▶ [DIRECTIONS]: The full set of records must be set down verbatim.

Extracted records
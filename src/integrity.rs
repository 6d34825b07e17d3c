use std::collections::{BTreeMap, HashSet};
use std::fmt;

use serde::{Deserialize, Serialize};
use thiserror::Error;

use crate::matches::RawMatch;
use crate::teams::TeamTable;

/// How the pipeline reacts to data-quality issues in the source tables.
#[derive(Debug, Clone, Copy, PartialEq, Eq, Default, Serialize, Deserialize)]
pub enum IntegrityPolicy {
    /// Keep going: unmapped ids pass through, rank ties keep input order.
    #[default]
    PassThrough,
    /// Refuse to build a dataset that has any issue.
    Strict,
}

#[derive(Debug, Clone, PartialEq, Serialize)]
pub enum IntegrityIssue {
    DuplicateRank { rank: i64, teams: Vec<String> },
    RankGap { expected: i64, found: i64 },
    NegativeValue { team: String, column: &'static str },
    UnmappedTeam { match_id: i64, side: Side, team_id: i64 },
    MissingScore { match_id: i64 },
}

#[derive(Debug, Clone, Copy, PartialEq, Eq, Serialize)]
pub enum Side {
    Home,
    Away,
}

impl fmt::Display for IntegrityIssue {
    fn fmt(&self, f: &mut fmt::Formatter<'_>) -> fmt::Result {
        match self {
            IntegrityIssue::DuplicateRank { rank, teams } => {
                write!(f, "rank {rank} shared by {}", teams.join(", "))
            }
            IntegrityIssue::RankGap { expected, found } => {
                write!(f, "ranks are not contiguous: expected {expected}, found {found}")
            }
            IntegrityIssue::NegativeValue { team, column } => {
                write!(f, "{team} has a negative {column}")
            }
            IntegrityIssue::UnmappedTeam {
                match_id,
                side,
                team_id,
            } => {
                let side = match side {
                    Side::Home => "home",
                    Side::Away => "away",
                };
                write!(f, "match {match_id}: {side} team id {team_id} is not in teams")
            }
            IntegrityIssue::MissingScore { match_id } => {
                write!(f, "match {match_id} is marked played but has no score")
            }
        }
    }
}

#[derive(Debug, Clone, PartialEq, Error)]
#[error("{} data integrity issue(s){}", .issues.len(), first_issue(.issues))]
pub struct DataIntegrityError {
    pub issues: Vec<IntegrityIssue>,
}

fn first_issue(issues: &[IntegrityIssue]) -> String {
    issues
        .first()
        .map(|issue| format!("; first: {issue}"))
        .unwrap_or_default()
}

pub fn check_teams(teams: &TeamTable) -> Vec<IntegrityIssue> {
    let mut issues = Vec::new();

    let mut by_rank: BTreeMap<i64, Vec<String>> = BTreeMap::new();
    for team in teams.iter() {
        by_rank
            .entry(team.rank)
            .or_default()
            .push(team.team_name.clone());
    }
    for (rank, names) in &by_rank {
        if names.len() > 1 {
            issues.push(IntegrityIssue::DuplicateRank {
                rank: *rank,
                teams: names.clone(),
            });
        }
    }

    // Distinct ranks must read 1, 2, 3, ... once duplicates are reported.
    for (expected, found) in (1..).zip(by_rank.keys().copied()) {
        if expected != found {
            issues.push(IntegrityIssue::RankGap { expected, found });
            break;
        }
    }

    for team in teams.iter() {
        let counters = [
            ("MarketValue", team.market_value < 0.0),
            ("M", team.matches < 0),
            ("W", team.wins < 0),
            ("D", team.draws < 0),
            ("L", team.losses < 0),
            ("G", team.goals_for < 0),
            ("GA", team.goals_against < 0),
            ("PTS", team.points < 0),
        ];
        for (column, negative) in counters {
            if negative {
                issues.push(IntegrityIssue::NegativeValue {
                    team: team.team_name.clone(),
                    column,
                });
            }
        }
    }

    issues
}

pub fn check_matches(raw: &[RawMatch], teams: &TeamTable) -> Vec<IntegrityIssue> {
    let known: HashSet<i64> = teams.iter().map(|t| t.team_id).collect();
    let mut issues = Vec::new();
    for m in raw {
        for (side, team_id) in [(Side::Home, m.home_team_id), (Side::Away, m.away_team_id)] {
            if !known.contains(&team_id) {
                issues.push(IntegrityIssue::UnmappedTeam {
                    match_id: m.match_id,
                    side,
                    team_id,
                });
            }
        }
        if m.played && (m.home_score.is_none() || m.away_score.is_none()) {
            issues.push(IntegrityIssue::MissingScore {
                match_id: m.match_id,
            });
        }
    }
    issues
}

▶ [ANSWER FOR THIS EXERCISE]:
filename src/integrity.rs
repository 6d34825b07e17d3c
use std::collections::{BTreeMap, HashSet};
use std::fmt;

use serde::{Deserialize, Serialize};
use thiserror::Error;

use crate::matches::RawMatch;
use crate::teams::TeamTable;

/// How the pipeline reacts to data-quality issues in the source tables.
#[derive(Debug, Clone, Copy, PartialEq, Eq, Default, Serialize, Deserialize)]
pub enum IntegrityPolicy {
    /// Keep going: unmapped ids pass through, rank ties keep input order.
    #[default]
    PassThrough,
    /// Refuse to build a dataset that has any issue.
    Strict,
}

#[derive(Debug, Clone, PartialEq, Serialize)]
pub enum IntegrityIssue {
    DuplicateRank { rank: i64, teams: Vec<String> },
    RankGap { expected: i64, found: i64 },
    NegativeValue { team: String, column: &'static str },
    UnmappedTeam { match_id: i64, side: Side, team_id: i64 },
    MissingScore { match_id: i64 },
}

#[derive(Debug, Clone, Copy, PartialEq, Eq, Serialize)]
pub enum Side {
    Home,
    Away,
}

impl fmt::Display for IntegrityIssue {
    fn fmt(&self, f: &mut fmt::Formatter<'_>) -> fmt::Result {
        match self {
            IntegrityIssue::DuplicateRank { rank, teams } => {
                write!(f, "rank {rank} shared by {}", teams.join(", "))
            }
            IntegrityIssue::RankGap { expected, found } => {
                write!(f, "ranks are not contiguous: expected {expected}, found {found}")
            }
            IntegrityIssue::NegativeValue { team, column } => {
                write!(f, "{team} has a negative {column}")
            }
            IntegrityIssue::UnmappedTeam {
                match_id,
                side,
                team_id,
            } => {
                let side = match side {
                    Side::Home => "home",
                    Side::Away => "away",
                };
                write!(f, "match {match_id}: {side} team id {team_id} is not in teams")
            }
            IntegrityIssue::MissingScore { match_id } => {
                write!(f, "match {match_id} is marked played but has no score")
            }
        }
    }
}

#[derive(Debug, Clone, PartialEq, Error)]
#[error("{} data integrity issue(s){}", .issues.len(), first_issue(.issues))]
pub struct DataIntegrityError {
    pub issues: Vec<IntegrityIssue>,
}

fn first_issue(issues: &[IntegrityIssue]) -> String {
    issues
        .first()
        .map(|issue| format!("; first: {issue}"))
        .unwrap_or_default()
}

pub fn check_teams(teams: &TeamTable) -> Vec<IntegrityIssue> {
    let mut issues = Vec::new();

    let mut by_rank: BTreeMap<i64, Vec<String>> = BTreeMap::new();
    for team in teams.iter() {
        by_rank
            .entry(team.rank)
            .or_default()
            .push(team.team_name.clone());
    }
    for (rank, names) in &by_rank {
        if names.len() > 1 {
            issues.push(IntegrityIssue::DuplicateRank {
                rank: *rank,
                teams: names.clone(),
            });
        }
    }

    // Distinct ranks must read 1, 2, 3, ... once duplicates are reported.
    for (expected, found) in (1..).zip(by_rank.keys().copied()) {
        if expected != found {
            issues.push(IntegrityIssue::RankGap { expected, found });
            break;
        }
    }

    for team in teams.iter() {
        let counters = [
            ("MarketValue", team.market_value < 0.0),
            ("M", team.matches < 0),
            ("W", team.wins < 0),
            ("D", team.draws < 0),
            ("L", team.losses < 0),
            ("G", team.goals_for < 0),
            ("GA", team.goals_against < 0),
            ("PTS", team.points < 0),
        ];
        for (column, negative) in counters {
            if negative {
                issues.push(IntegrityIssue::NegativeValue {
                    team: team.team_name.clone(),
                    column,
                });
            }
        }
    }

    issues
}

pub fn check_matches(raw: &[RawMatch], teams: &TeamTable) -> Vec<IntegrityIssue> {
    let known: HashSet<i64> = teams.iter().map(|t| t.team_id).collect();
    let mut issues = Vec::new();
    for m in raw {
        for (side, team_id) in [(Side::Home, m.home_team_id), (Side::Away, m.away_team_id)] {
            if !known.contains(&team_id) {
                issues.push(IntegrityIssue::UnmappedTeam {
                    match_id: m.match_id,
                    side,
                    team_id,
                });
            }
        }
        if m.played && (m.home_score.is_none() || m.away_score.is_none()) {
            issues.push(IntegrityIssue::MissingScore {
                match_id: m.match_id,
            });
        }
    }
    issues
}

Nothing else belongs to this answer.